See Ark. Code Ann. § 9-27-303(36).
Kelly contends that the trial court erred in not dismissing the petition for emergency custody at the adjudication hearing because the State was unable to substantiate the allegations in the petition as required by Ark. Code Ann. § 9-27-327. He also maintains that even if we find the trial court did not err in not dismissing the petition, it clearly erred in finding that the State had established the child was dependent-neglected under Ark. Code Ann. § 9-27-303(16).

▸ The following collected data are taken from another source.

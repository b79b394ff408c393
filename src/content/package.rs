//! Bookable tour packages.

use super::{Extra, lenient};
use serde::{Deserialize, Serialize};

/// Prefix of generated package ids.
const ID_PREFIX: &str = "package-";

/// A tour offering, listed on the home page and deep-linked by `id` from the
/// detail page.
#[derive(Debug, Clone, Default, PartialEq, Serialize, Deserialize)]
pub struct Package {
    #[serde(default, deserialize_with = "lenient::text")]
    pub id: String,
    #[serde(default, deserialize_with = "lenient::text")]
    pub title: String,
    #[serde(default, deserialize_with = "lenient::text")]
    pub location: String,
    #[serde(default, deserialize_with = "lenient::text")]
    pub price: String,
    #[serde(default, deserialize_with = "lenient::text")]
    pub duration: String,
    #[serde(default, deserialize_with = "lenient::text")]
    pub description_long: String,
    /// Comma-joined list, e.g. "Transporte, Hotel, Guia".
    #[serde(default, deserialize_with = "lenient::text")]
    pub included: String,
    #[serde(default, deserialize_with = "lenient::text")]
    pub image: String,
    #[serde(flatten)]
    pub extra: Extra,
}

impl Package {
    /// Trimmed, non-empty entries of `included`.
    pub fn included_items(&self) -> impl Iterator<Item = &str> {
        self.included
            .split(',')
            .map(str::trim)
            .filter(|item| !item.is_empty())
    }
}

/// Generate a `package-<unix millis>` id not used by any of `existing`.
///
/// Two packages created within the same millisecond get consecutive values.
pub fn generate_package_id(existing: &[Package]) -> String {
    let mut millis = chrono::Utc::now().timestamp_millis();
    loop {
        let id = format!("{ID_PREFIX}{millis}");
        if !existing.iter().any(|p| p.id == id) {
            return id;
        }
        millis += 1;
    }
}

#[cfg(test)]
mod tests {
    use super::*;

    #[test]
    fn test_included_items() {
        let pkg = Package {
            included: " Transporte, Hotel ,, Guia ".into(),
            ..Default::default()
        };
        let items: Vec<_> = pkg.included_items().collect();
        assert_eq!(items, vec!["Transporte", "Hotel", "Guia"]);
    }

    #[test]
    fn test_included_items_empty() {
        let pkg = Package::default();
        assert_eq!(pkg.included_items().count(), 0);
    }

    #[test]
    fn test_generate_package_id_format() {
        let id = generate_package_id(&[]);
        assert!(id.starts_with(ID_PREFIX));
        assert!(id[ID_PREFIX.len()..].parse::<i64>().is_ok());
    }

    #[test]
    fn test_generate_package_id_skips_taken() {
        let mut existing = Vec::new();
        for _ in 0..5 {
            let id = generate_package_id(&existing);
            assert!(!existing.iter().any(|p: &Package| p.id == id));
            existing.push(Package {
                id,
                ..Default::default()
            });
        }
    }

    #[test]
    fn test_description_long_key() {
        let pkg: Package =
            serde_json::from_str(r#"{"id": "p", "description_long": "Longo"}"#).unwrap();
        assert_eq!(pkg.description_long, "Longo");
        let back = serde_json::to_value(&pkg).unwrap();
        assert_eq!(back["description_long"], "Longo");
    }
}
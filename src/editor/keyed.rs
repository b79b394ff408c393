//! Stable keys for the about "values" list.
//!
//! Keys are issued once per entry and never reused within a session, so a key
//! held by a caller keeps pointing at the same entry after other entries are
//! added or removed.

use std::fmt;

#[derive(Debug, Clone, Copy, PartialEq, Eq, Hash, PartialOrd, Ord)]
pub struct ValueKey(u32);

impl fmt::Display for ValueKey {
    fn fmt(&self, f: &mut fmt::Formatter<'_>) -> fmt::Result {
        write!(f, "v{}", self.0)
    }
}

/// Keys parallel to a list owned elsewhere: `keys[i]` names entry `i`.
#[derive(Debug, Default)]
pub struct KeyedList {
    keys: Vec<ValueKey>,
    next: u32,
}

impl KeyedList {
    /// Issue fresh keys for a list of `len` entries.
    pub fn populate(&mut self, len: usize) {
        self.keys.clear();
        for _ in 0..len {
            let key = self.issue();
            self.keys.push(key);
        }
    }

    pub fn keys(&self) -> &[ValueKey] {
        &self.keys
    }

    pub fn position(&self, key: ValueKey) -> Option<usize> {
        self.keys.iter().position(|k| *k == key)
    }

    /// Key a newly appended entry.
    pub fn push(&mut self) -> ValueKey {
        let key = self.issue();
        self.keys.push(key);
        key
    }

    /// Drop a key, returning the position its entry had.
    pub fn remove(&mut self, key: ValueKey) -> Option<usize> {
        let index = self.position(key)?;
        self.keys.remove(index);
        Some(index)
    }

    fn issue(&mut self) -> ValueKey {
        let key = ValueKey(self.next);
        self.next += 1;
        key
    }
}
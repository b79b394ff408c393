//! `[site]` section configuration.
//!
//! Contains the fixed strings and layout choices of the public pages.

use super::defaults;
use educe::Educe;
use serde::{Deserialize, Serialize};

/// Structural variant of a list section.
#[derive(Debug, Clone, Copy, Default, PartialEq, Eq, Serialize, Deserialize)]
#[serde(rename_all = "lowercase")]
pub enum Layout {
    /// Plain grid (default).
    #[default]
    Grid,
    /// Carousel markup; a client-side slider picks it up.
    Slider,
}

/// `[site]` section in enju.toml - public site settings.
///
/// # Example
/// ```toml
/// [site]
/// name = "Enju Tours"
/// whatsapp = "244933412292"
/// gallery_layout = "slider"
/// ```
#[derive(Debug, Clone, Educe, Serialize, Deserialize)]
#[educe(Default)]
#[serde(deny_unknown_fields)]
pub struct SiteSection {
    /// Appended to page titles ("Safari - Enju Tours").
    #[serde(default = "defaults::site::name")]
    #[educe(Default = defaults::site::name())]
    pub name: String,

    /// Value of `<html lang>`.
    #[serde(default = "defaults::site::language")]
    #[educe(Default = defaults::site::language())]
    pub language: String,

    /// Currency label shown next to package prices.
    #[serde(default = "defaults::site::currency")]
    #[educe(Default = defaults::site::currency())]
    pub currency: String,

    /// Phone number (digits only) receiving WhatsApp bookings.
    #[serde(default = "defaults::site::whatsapp")]
    #[educe(Default = defaults::site::whatsapp())]
    pub whatsapp: String,

    /// Admin login page, relative to the site root; the Ctrl+Shift+A shortcut
    /// navigates here.
    #[serde(default = "defaults::site::admin_login")]
    #[educe(Default = defaults::site::admin_login())]
    pub admin_login: String,

    #[serde(default)]
    pub gallery_layout: Layout,

    #[serde(default)]
    pub packages_layout: Layout,
}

[1] In this case, the court specifically declined to find the child had been neglected and instead based its decision on a finding of dependency. The court's conclusion that there was no proof presented at the adjudication hearing to substantiate a finding of neglect under § 9-27-303(36) was correct; however, the court clearly erred in adjudicating the child dependent-neglected based on a finding of dependency. Arkansas Code Annotated § 9-27-303(17)(B) clearly states that a child is considered "dependent" when the parent is incarcerated and there is no appropriate relative or friend that is willing and able to care for the child. There was substantial evidence in this case that relatives were willing to take the child — both the grandfather and the aunt and uncle had volunteered. Additionally, there was evidence presented that DHS had reviewed their respective homes and found them appropriate. There was no evidence presented at the adjudication hearing that these family members were inappropriate care givers. Therefore, we hold that it was clear error for the court to find dependency in this situation.
Reversed and dismissed.
HART and ROAF, JJ., agree.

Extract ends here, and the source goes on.